4.9 KiB
XSD Validation Guide
Running Validation
# Validate against the WML subset schema
dotnet run --project minimax-docx validate input.docx --xsd assets/xsd/wml-subset.xsd
# Validate against business rules (REQUIRED for Scenario C gate-check)
dotnet run --project minimax-docx validate input.docx --xsd assets/xsd/business-rules.xsd
# Validate against both
dotnet run --project minimax-docx validate input.docx --xsd assets/xsd/wml-subset.xsd --xsd assets/xsd/business-rules.xsd
What wml-subset.xsd Covers
The subset schema validates the most common WordprocessingML elements:
| Area | Elements Validated |
|---|---|
| Document structure | w:document, w:body, w:sectPr |
| Paragraphs | w:p, w:pPr, w:r, w:rPr, w:t |
| Tables | w:tbl, w:tblPr, w:tblGrid, w:tr, w:tc |
| Styles | w:styles, w:style, w:docDefaults |
| Lists | w:numbering, w:abstractNum, w:num |
| Headers/Footers | w:hdr, w:ftr |
| Track Changes | w:ins, w:del, w:rPrChange, w:pPrChange |
| Comments | w:comment, w:commentRangeStart, w:commentRangeEnd |
What It Does NOT Cover
- DrawingML elements (
a:,pic:,wp:) — image/shape internals - VML elements (
v:,o:) — legacy shapes - Math elements (
m:) — equations - Extended namespaces (
w14,w15,w16*) — vendor extensions - Custom XML data parts
- Relationship and content type validation (structural, not schema-based)
Interpreting Errors
Element Ordering Error
ERROR: Element 'w:jc' is not expected at this position.

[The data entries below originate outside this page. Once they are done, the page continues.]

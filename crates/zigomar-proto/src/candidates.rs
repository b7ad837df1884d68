//! Stream candidates and the engine-selection rules for each attempt.

use serde::{Deserialize, Serialize};

use crate::error::PlaybackError;

/// MIME type an element must accept to play an HLS manifest natively.
pub const HLS_MIME: &str = "application/vnd.apple.mpegurl";

#[derive(Debug, Clone, Copy, PartialEq, Eq, Serialize, Deserialize)]
pub enum StreamFormat {
    /// Adaptive-streaming manifest (`.m3u8`).
    Hls,
    /// Plain progressive stream handed straight to the element.
    Direct,
}

#[derive(Debug, Clone, PartialEq, Eq, Serialize, Deserialize)]
pub struct StreamCandidate {
    pub format: StreamFormat,
    pub url: String,
}

impl StreamCandidate {
    pub fn from_url(url: impl Into<String>) -> Self {
        let url = url.into();
        let format = if looks_hls_url(&url) {
            StreamFormat::Hls
        } else {
            StreamFormat::Direct
        };
        Self { format, url }
    }
}

pub fn looks_hls_url(url: &str) -> bool {
    url.to_ascii_lowercase().contains(".m3u8")
}

/// What the runtime can do, probed once per controller.
#[derive(Debug, Clone, Copy, PartialEq, Eq, Default)]
pub struct Capabilities {
    /// An adaptive-streaming client is available.
    pub adaptive_supported: bool,
    /// The native element reports it can play [`HLS_MIME`].
    pub native_hls: bool,
}

/// How a single candidate will be attempted.
#[derive(Debug, Clone, Copy, PartialEq, Eq)]
pub enum EnginePlan {
    Adaptive,
    Native,
    /// Rejected outright; not retried on another engine.
    Unsupported,
}

pub fn plan_attempt(candidate: &StreamCandidate, caps: Capabilities) -> EnginePlan {
    match candidate.format {
        StreamFormat::Direct => EnginePlan::Native,
        StreamFormat::Hls if caps.adaptive_supported => EnginePlan::Adaptive,
        StreamFormat::Hls if caps.native_hls => EnginePlan::Native,
        StreamFormat::Hls => EnginePlan::Unsupported,
    }
}

/// First candidate that some engine can at least try, with its position.
pub fn first_viable(candidates: &[StreamCandidate], caps: Capabilities) -> Option<(usize, &StreamCandidate)> {
    candidates
        .iter()
        .enumerate()
        .find(|(_, c)| plan_attempt(c, caps) != EnginePlan::Unsupported)
}

#[derive(Debug, Clone, PartialEq)]
pub enum AttemptOutcome {
    Playing {
        candidate: StreamCandidate,
        plan: EnginePlan,
    },
    Failed {
        candidate: StreamCandidate,
        error: PlaybackError,
    },
}

impl AttemptOutcome {
    pub fn is_playing(&self) -> bool {
        matches!(self, Self::Playing { .. })
    }

    pub fn candidate(&self) -> &StreamCandidate {
        match self {
            Self::Playing { candidate, .. } | Self::Failed { candidate, .. } => candidate,
        }
    }
}

/// Full record of one play request.
#[derive(Debug, Clone, PartialEq, Default)]
pub struct PlayReport {
    pub attempts: Vec<AttemptOutcome>,
}

impl PlayReport {
    pub fn playing(&self) -> Option<&StreamCandidate> {
        self.attempts
            .iter()
            .find(|a| a.is_playing())
            .map(AttemptOutcome::candidate)
    }

    pub fn result(&self) -> Result<&StreamCandidate, PlaybackError> {
        self.playing()
            .ok_or(PlaybackError::Exhausted(self.attempts.len()))
    }
}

Expected: w:spacing, w:ind, w:contextualSpacing, ...
Location: /word/document.xml, line 45
Cause: Child elements are in wrong order. See references/openxml_element_order.md.
Fix: Reorder children to match schema sequence.
Missing Required Element
ERROR: Element 'w:tbl' missing required child 'w:tblPr'.
Location: /word/document.xml, line 102
Cause: A required child element is absent.
Fix: Add the missing element. Tables require both w:tblPr and w:tblGrid.
Invalid Attribute Value
ERROR: Attribute 'w:val' has invalid value 'middle'.
Expected: 'left', 'center', 'right', 'both', 'distribute'
Location: /word/document.xml, line 78
Cause: An attribute value is not in the allowed enumeration. Fix: Use one of the valid values listed in the error.
Unexpected Element
ERROR: Element 'w:customTag' is not expected.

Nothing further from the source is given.